■ Required work:
Every record must be copied exactly.

----- Data under study -----

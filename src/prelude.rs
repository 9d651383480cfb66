pub use crate::form::{
    BodyEncoder, BoxedTransportFuture, BoxedValidationFuture, CONTENT_TYPE, ControlRef, Document,
    ElementView, ErrorMap, EventKind, FieldKind, FieldValue, FileHandle, FormControl,
    FormController, FormData, FormElement, FormError, FormEvent, FormOptions, FormResult,
    FormTarget, InMemoryControl, InMemoryDocument, InMemoryForm, JSON, Method, NativeEvent,
    Request, Response, Rule, RuleSet, RuleSource, SubmitOutcome, SubmitState, Transport,
    TransportError, URL_ENCODED, ValidationEngine,
};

-----

■ The answer:
filename src/prelude.rs
repository 9d651383480cfb66
pub use crate::form::{
    BodyEncoder, BoxedTransportFuture, BoxedValidationFuture, CONTENT_TYPE, ControlRef, Document,
    ElementView, ErrorMap, EventKind, FieldKind, FieldValue, FileHandle, FormControl,
    FormController, FormData, FormElement, FormError, FormEvent, FormOptions, FormResult,
    FormTarget, InMemoryControl, InMemoryDocument, InMemoryForm, JSON, Method, NativeEvent,
    Request, Response, Rule, RuleSet, RuleSource, SubmitOutcome, SubmitState, Transport,
    TransportError, URL_ENCODED, ValidationEngine,
};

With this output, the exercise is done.